Louise Young LY34 Super Foundation Brush
Louise Young LY34 Super Foundation brush.  This has synthetic bristles and a rounded top (note that the top isn't quite as pointed a tip as the picture on the site suggests).  This has been featured by many bloggers and on Channel4.com/beauty and it really is a great application tool for more creamy liquid formulations.  It also works well for compact powder-to-foundation formulations, but what I pretty much solely use it for is the Chanel Soleil Tan de Chanel* (bronzing makeup base) - for which this brush was MADE, as far as I'm concerned.

* Incidentally, this is without a doubt the best bronzer on the planet - it has no shimmer, no glitter; it manages to work with every skin type (young and old, combination, oily or dry), every tone (pink, yellow and neutral) and every shade (from uber-pale to medium) that I've come across.  It's not cheap, but it gives a beautiful natural flush of radiance right up to a more bronzed glow, depending on how much you build it up.

Makeup Blending Sponge
Makeup Blending Sponge.  Clearly, this is not a brush!!!  This is a latex-free sponge.  Wet it thoroughly and then squeeze it out, "Bounce" foundation onto your face (using the flatter end) to give a flawless, seemless, makeup application.  The pointed end is good for getting foundation into smaller cracks (eg around the nose and ears).  This needs to be washed after every use, however, as otherwise bacteria can build up.  I have a handful of these and I generally use a new one every day then wash a bunch of them together.  This was purchased by me after a very favourable review by GossMakeupArtist - I think it's absolutely brilliant.  I also use standard triangular (latex) sponges for foundation (also wetted down), these are also good but I prefer the makeup blending sponge.
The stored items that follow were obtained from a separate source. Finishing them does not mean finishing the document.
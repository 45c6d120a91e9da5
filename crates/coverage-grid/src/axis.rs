//! Referenceable axes: ordered 1D coordinate sequences with nearest-index
//! search and per-cell bounds.
//!
//! An axis may be supplied in ascending or descending order. Internally the
//! values are always held ascending so that search and bounds math exist in a
//! single canonical form; a translation step at every public boundary maps
//! indices back to the caller's original orientation.

use std::cmp::Ordering;

use coverage_common::Extent;

use crate::error::{AxisError, Result};

/// A coordinate type that can populate an axis.
///
/// Implemented for `f64` (spatial/vertical axes) and for `DateTime<Utc>`
/// (time axes, compared through their millisecond scalar).
pub trait AxisCoordinate: Copy + PartialOrd {
    /// Whether the value can participate in ordering and search.
    fn is_valid(self) -> bool;

    /// The value halfway between two coordinates.
    fn midpoint(self, other: Self) -> Self;

    /// Extend an edge value away from its neighbour by half the edge spacing.
    fn half_step_beyond(self, inner: Self) -> Self;

    /// Nearest-neighbour tie-break: whether `upper` is at least as close to
    /// `target` as `lower` is. Midpoint ties resolve to the upper candidate.
    fn prefers_upper(target: Self, lower: Self, upper: Self) -> bool;
}

impl AxisCoordinate for f64 {
    fn is_valid(self) -> bool {
        self.is_finite()
    }

    fn midpoint(self, other: Self) -> Self {
        0.5 * (self + other)
    }

    fn half_step_beyond(self, inner: Self) -> Self {
        self - 0.5 * (inner - self)
    }

    fn prefers_upper(target: Self, lower: Self, upper: Self) -> bool {
        (upper - target).abs() <= (target - lower).abs()
    }
}

/// The query surface every axis type offers.
///
/// Indices are always expressed in the caller's original input orientation.
pub trait Axis {
    type Value: AxisCoordinate;

    /// Axis name (e.g. "longitude", "time").
    fn name(&self) -> &str;

    /// Number of coordinate values on the axis.
    fn size(&self) -> usize;

    /// The original input orientation, not the internal storage order.
    fn is_ascending(&self) -> bool;

    /// The coordinate value at `index`.
    ///
    /// # Panics
    /// Panics if `index >= size()`.
    fn coordinate_value(&self, index: usize) -> Self::Value;

    /// Locate the axis cell whose value is nearest to `value`, or `None` if
    /// `value` lies beyond the first/last axis value.
    fn find_index_of(&self, value: Self::Value) -> Option<usize>;

    /// Like [`Axis::find_index_of`] but never misses: values beyond the axis
    /// ends resolve to the nearest end cell. Used for pixel-grid mapping where
    /// off-grid coordinates are still meaningful.
    fn find_index_of_unconstrained(&self, value: Self::Value) -> usize;

    /// The coordinate interval assigned to cell `index`: adjacent-value
    /// midpoints for interior cells, extrapolated by half the edge spacing at
    /// the axis ends.
    ///
    /// # Panics
    /// Panics if `index >= size()`.
    fn coordinate_bounds(&self, index: usize) -> Extent<Self::Value>;

    /// The union of all per-cell bounds.
    fn coordinate_extent(&self) -> Extent<Self::Value>;
}

/// Canonical ascending-order storage plus the orientation flag.
///
/// All search and bounds arithmetic lives here; the public axis types wrap
/// this with their own metadata (name, calendar, vertical CRS).
#[derive(Debug, Clone)]
pub(crate) struct AxisValues<T> {
    /// Always strictly ascending.
    values: Vec<T>,
    /// Original input orientation.
    ascending: bool,
}

impl<T: AxisCoordinate> AxisValues<T> {
    pub(crate) fn from_values(mut values: Vec<T>) -> Result<Self> {
        if values.is_empty() {
            return Err(AxisError::Empty);
        }
        for (index, v) in values.iter().enumerate() {
            if !v.is_valid() {
                return Err(AxisError::Invalid { index });
            }
        }

        // Orientation comes from the first two values; equal values fall
        // through to the monotonicity check below.
        let descending = values.len() >= 2 && values[1] < values[0];
        if descending {
            values.reverse();
        }

        for i in 1..values.len() {
            if values[i] <= values[i - 1] {
                return Err(AxisError::NonMonotonic { index: i });
            }
        }

        Ok(Self {
            values,
            ascending: !descending,
        })
    }

    pub(crate) fn len(&self) -> usize {
        self.values.len()
    }

    pub(crate) fn is_ascending(&self) -> bool {
        self.ascending
    }

    /// Map between external and internal index conventions. The mapping is its
    /// own inverse.
    fn translate(&self, index: usize) -> usize {
        if self.ascending {
            index
        } else {
            self.values.len() - 1 - index
        }
    }

    pub(crate) fn value(&self, index: usize) -> T {
        assert!(
            index < self.values.len(),
            "axis index {} out of range 0..{}",
            index,
            self.values.len()
        );
        self.values[self.translate(index)]
    }

    /// Binary search over the internal ascending array. Stored values are
    /// validated at construction, so the comparator is total for any valid
    /// target.
    fn search(&self, target: T) -> std::result::Result<usize, usize> {
        self.values
            .binary_search_by(|v| v.partial_cmp(&target).unwrap_or(Ordering::Greater))
    }

    pub(crate) fn find_index_of(&self, target: T) -> Option<usize> {
        if !target.is_valid() {
            return None;
        }
        match self.search(target) {
            Ok(exact) => Some(self.translate(exact)),
            Err(insertion) if insertion == 0 || insertion == self.values.len() => None,
            Err(insertion) => Some(self.translate(self.nearest(target, insertion))),
        }
    }

    pub(crate) fn find_index_of_unconstrained(&self, target: T) -> usize {
        debug_assert!(target.is_valid(), "axis queried with an invalid coordinate");
        match self.search(target) {
            Ok(exact) => self.translate(exact),
            Err(0) => self.translate(0),
            Err(insertion) if insertion == self.values.len() => self.translate(insertion - 1),
            Err(insertion) => self.translate(self.nearest(target, insertion)),
        }
    }

    /// Of the two values straddling an interior insertion point, pick the
    /// numerically closer one; midpoint ties go to the upper candidate.
    fn nearest(&self, target: T, insertion: usize) -> usize {
        if T::prefers_upper(target, self.values[insertion - 1], self.values[insertion]) {
            insertion
        } else {
            insertion - 1
        }
    }

    pub(crate) fn coordinate_bounds(&self, index: usize) -> Extent<T> {
        let n = self.values.len();
        assert!(index < n, "axis index {} out of range 0..{}", index, n);
        if n == 1 {
            return Extent::singleton(self.values[0]);
        }

        let i = self.translate(index);
        let low = if i == 0 {
            self.values[0].half_step_beyond(self.values[1])
        } else {
            self.values[i - 1].midpoint(self.values[i])
        };
        let high = if i == n - 1 {
            self.values[n - 1].half_step_beyond(self.values[n - 2])
        } else {
            self.values[i].midpoint(self.values[i + 1])
        };
        Extent::new(low, high)
    }

    pub(crate) fn coordinate_extent(&self) -> Extent<T> {
        let n = self.values.len();
        if n == 1 {
            return Extent::singleton(self.values[0]);
        }
        Extent::new(
            self.values[0].half_step_beyond(self.values[1]),
            self.values[n - 1].half_step_beyond(self.values[n - 2]),
        )
    }
}

/// A numeric axis referenced by explicit coordinate values.
///
/// Values need not be evenly spaced; they must be strictly monotonic in either
/// direction. The axis is immutable once built.
#[derive(Debug, Clone)]
pub struct ReferenceableAxis {
    name: String,
    values: AxisValues<f64>,
}

impl ReferenceableAxis {
    /// Build an axis from explicit coordinate values.
    pub fn new(name: impl Into<String>, values: Vec<f64>) -> Result<Self> {
        let name = name.into();
        let values = AxisValues::from_values(values)?;
        tracing::debug!(
            axis = %name,
            size = values.len(),
            ascending = values.is_ascending(),
            "built referenceable axis"
        );
        Ok(Self { name, values })
    }

    /// Build an evenly spaced axis of `count` values starting at `first`.
    /// A negative `spacing` yields a descending axis.
    pub fn regular(name: impl Into<String>, first: f64, spacing: f64, count: usize) -> Result<Self> {
        let values = (0..count).map(|i| first + i as f64 * spacing).collect();
        Self::new(name, values)
    }
}

impl Axis for ReferenceableAxis {
    type Value = f64;

    fn name(&self) -> &str {
        &self.name
    }

    fn size(&self) -> usize {
        self.values.len()
    }

    fn is_ascending(&self) -> bool {
        self.values.is_ascending()
    }

    fn coordinate_value(&self, index: usize) -> f64 {
        self.values.value(index)
    }

    fn find_index_of(&self, value: f64) -> Option<usize> {
        self.values.find_index_of(value)
    }

    fn find_index_of_unconstrained(&self, value: f64) -> usize {
        self.values.find_index_of_unconstrained(value)
    }

    fn coordinate_bounds(&self, index: usize) -> Extent<f64> {
        self.values.coordinate_bounds(index)
    }

    fn coordinate_extent(&self) -> Extent<f64> {
        self.values.coordinate_extent()
    }
}

#[cfg(test)]
mod tests {
    use super::*;

    fn axis(values: &[f64]) -> ReferenceableAxis {
        ReferenceableAxis::new("x", values.to_vec()).unwrap()
    }

    #[test]
    fn test_ascending_orientation_round_trip() {
        let a = axis(&[0.0, 10.0, 20.0, 30.0]);
        assert!(a.is_ascending());
        assert_eq!(a.size(), 4);
        for (i, v) in [0.0, 10.0, 20.0, 30.0].iter().enumerate() {
            assert_eq!(a.coordinate_value(i), *v);
        }
    }

    #[test]
    fn test_descending_orientation_round_trip() {
        let a = axis(&[30.0, 20.0, 10.0, 0.0]);
        assert!(!a.is_ascending());
        for (i, v) in [30.0, 20.0, 10.0, 0.0].iter().enumerate() {
            assert_eq!(a.coordinate_value(i), *v);
        }
    }

    #[test]
    fn test_single_value_axis() {
        let a = axis(&[7.0]);
        assert!(a.is_ascending());
        assert_eq!(a.coordinate_value(0), 7.0);
        assert_eq!(a.find_index_of(7.0), Some(0));
        assert_eq!(a.find_index_of(8.0), None);
        assert_eq!(a.find_index_of_unconstrained(1e9), 0);
        assert_eq!(a.coordinate_bounds(0), Extent::singleton(7.0));
        assert_eq!(a.coordinate_extent(), Extent::singleton(7.0));
    }

    #[test]
    fn test_empty_input_rejected() {
        assert!(matches!(
            ReferenceableAxis::new("x", vec![]),
            Err(AxisError::Empty)
        ));
    }

    #[test]
    fn test_duplicates_rejected() {
        assert!(matches!(
            ReferenceableAxis::new("x", vec![1.0, 2.0, 2.0]),
            Err(AxisError::NonMonotonic { .. })
        ));
        assert!(matches!(
            ReferenceableAxis::new("x", vec![5.0, 3.0, 3.0]),
            Err(AxisError::NonMonotonic { .. })
        ));
    }

    #[test]
    fn test_non_monotonic_rejected() {
        assert!(matches!(
            ReferenceableAxis::new("x", vec![0.0, 10.0, 5.0]),
            Err(AxisError::NonMonotonic { .. })
        ));
    }

    #[test]
    fn test_descending_input_accepted() {
        let a = axis(&[5.0, 3.0, 1.0]);
        assert!(!a.is_ascending());
    }

    #[test]
    fn test_non_finite_rejected() {
        assert!(matches!(
            ReferenceableAxis::new("x", vec![0.0, f64::NAN, 2.0]),
            Err(AxisError::Invalid { index: 1 })
        ));
        assert!(matches!(
            ReferenceableAxis::new("x", vec![f64::INFINITY]),
            Err(AxisError::Invalid { index: 0 })
        ));
    }

    #[test]
    fn test_find_index_of_exact_and_nearest() {
        let a = axis(&[0.0, 10.0, 20.0, 30.0]);
        assert_eq!(a.find_index_of(20.0), Some(2));
        // Midpoint tie resolves to the upper index.
        assert_eq!(a.find_index_of(15.0), Some(2));
        assert_eq!(a.find_index_of(14.0), Some(1));
        assert_eq!(a.find_index_of(-5.0), None);
        assert_eq!(a.find_index_of(35.0), None);
    }

    #[test]
    fn test_find_index_of_descending() {
        // External orientation: index 0 = 30.0.
        let a = axis(&[30.0, 20.0, 10.0, 0.0]);
        assert_eq!(a.find_index_of(20.0), Some(1));
        assert_eq!(a.find_index_of(14.0), Some(2));
        // Tie still goes to the upper internal value (20.0), which is
        // external index 1.
        assert_eq!(a.find_index_of(15.0), Some(1));
        assert_eq!(a.find_index_of(31.0), None);
    }

    #[test]
    fn test_find_index_of_nan_query() {
        let a = axis(&[0.0, 10.0, 20.0]);
        assert_eq!(a.find_index_of(f64::NAN), None);
    }

    #[test]
    fn test_unconstrained_clamps_to_ends() {
        let a = axis(&[0.0, 10.0, 20.0, 30.0]);
        assert_eq!(a.find_index_of_unconstrained(-100.0), 0);
        assert_eq!(a.find_index_of_unconstrained(100.0), 3);
        assert_eq!(a.find_index_of_unconstrained(15.0), 2);
        assert_eq!(a.find_index_of_unconstrained(14.0), 1);

        let d = axis(&[30.0, 20.0, 10.0, 0.0]);
        assert_eq!(d.find_index_of_unconstrained(-100.0), 3);
        assert_eq!(d.find_index_of_unconstrained(100.0), 0);
    }

    #[test]
    fn test_coordinate_bounds() {
        let a = axis(&[0.0, 10.0, 20.0]);
        assert_eq!(a.coordinate_bounds(0), Extent::new(-5.0, 5.0));
        assert_eq!(a.coordinate_bounds(1), Extent::new(5.0, 15.0));
        assert_eq!(a.coordinate_bounds(2), Extent::new(15.0, 25.0));
        assert_eq!(a.coordinate_extent(), Extent::new(-5.0, 25.0));
    }

    #[test]
    fn test_coordinate_bounds_uneven_spacing() {
        let a = axis(&[0.0, 10.0, 40.0]);
        assert_eq!(a.coordinate_bounds(0), Extent::new(-5.0, 5.0));
        assert_eq!(a.coordinate_bounds(1), Extent::new(5.0, 25.0));
        assert_eq!(a.coordinate_bounds(2), Extent::new(25.0, 55.0));
    }

    #[test]
    fn test_coordinate_bounds_descending() {
        // External index 0 = 20.0, whose cell spans 15..25.
        let a = axis(&[20.0, 10.0, 0.0]);
        assert_eq!(a.coordinate_bounds(0), Extent::new(15.0, 25.0));
        assert_eq!(a.coordinate_bounds(2), Extent::new(-5.0, 5.0));
        assert_eq!(a.coordinate_extent(), Extent::new(-5.0, 25.0));
    }

    #[test]
    fn test_regular_constructor() {
        let a = ReferenceableAxis::regular("lon", 0.0, 0.25, 5).unwrap();
        assert_eq!(a.size(), 5);
        assert_eq!(a.coordinate_value(4), 1.0);
        assert!(a.is_ascending());

        let d = ReferenceableAxis::regular("lat", 90.0, -0.25, 5).unwrap();
        assert!(!d.is_ascending());
        assert_eq!(d.coordinate_value(0), 90.0);
        assert_eq!(d.coordinate_value(4), 89.0);
    }

    #[test]
    fn test_regular_zero_spacing_rejected() {
        assert!(ReferenceableAxis::regular("x", 0.0, 0.0, 3).is_err());
        assert!(ReferenceableAxis::regular("x", 0.0, 1.0, 0).is_err());
    }

    #[test]
    #[should_panic]
    fn test_out_of_range_index_panics() {
        let a = axis(&[0.0, 10.0]);
        a.coordinate_value(2);
    }
}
Other than all of those above, I have a bunch of other brushes (flat and dual fibre) from Crown, Sigma, The Conservatorie which are also great but just standard work-horse brushes that I use in classes, so I am not going to specifically mention them here.

My Must-Have Brushes

FLAT  MAC 190 / LY02 Foundation Brush
BUFFER  Real Techniques Buffing Brush
DUAL FIBRE  Laura Mercier Finishing Brush
FASTEST APPLICATION  Coco Beau "The Big Fat Firm Foundation" brush

My Cheap Brush Recommendations

FLAT  Real Techniques Essential Foundation brush
BUFFER  Real Techniques Buffing Brush
DUAL FIBRE  Real Techniques Stippling Brush
FASTEST APPLICATION  Real Techniques Buffing brush

Tips for Using Foundation Brushes
  • For liquid-based foundation, swirl a clean/dry brush first in a tiny bit of moisturiser or primer before the foundation; this helps avoid soaking up too much product in the bristles (you don't need to do this when you already have product on the brush).
  • Don't leave it too long in between each wash.  As foundation is generally liquid-based, and as the bristles generally tend to be reasonably densely packed, bacteria can build up.  I generally wash my foundation brushes every week (but then I may have only used each brush once or twice in that week).  I wash my sponges after each use.  For powder-based foundations, you can get away with a couple more uses before having to wash them, but I still don't recommend more than a dozen uses before washing them.
  • In general, synthetic brushes work better for liquid/cream based products, and natural fibres for powder/mineral products.  However, densely packed flat-top synthetic brushes work for powder as well as liquid products.
  • Paddle brushes work well for creamier liquid foundations.
  • Buffing brushes work well for all liquid foundations from lightweight, water-based, thinner formulations right up to heavy waxy formulations.
  • Flat-topped buffing brushes work best for mineral foundation, powder foundation and powder-to-compact foundation.
  • Dual fibre brushes, sometimes called stippling brushes or skunk brushes, can be used for liquid foundation, for finishing the face, for powder foundations, for blush (powder, mineral, cream), for correcting makeup mistakes, for buffing product into the skin, for stippling product into the skin.
  • Entirely my opinion, but I think sponges (in particular the one mentioned above) give the most flawless finish for all liquid-based foundations.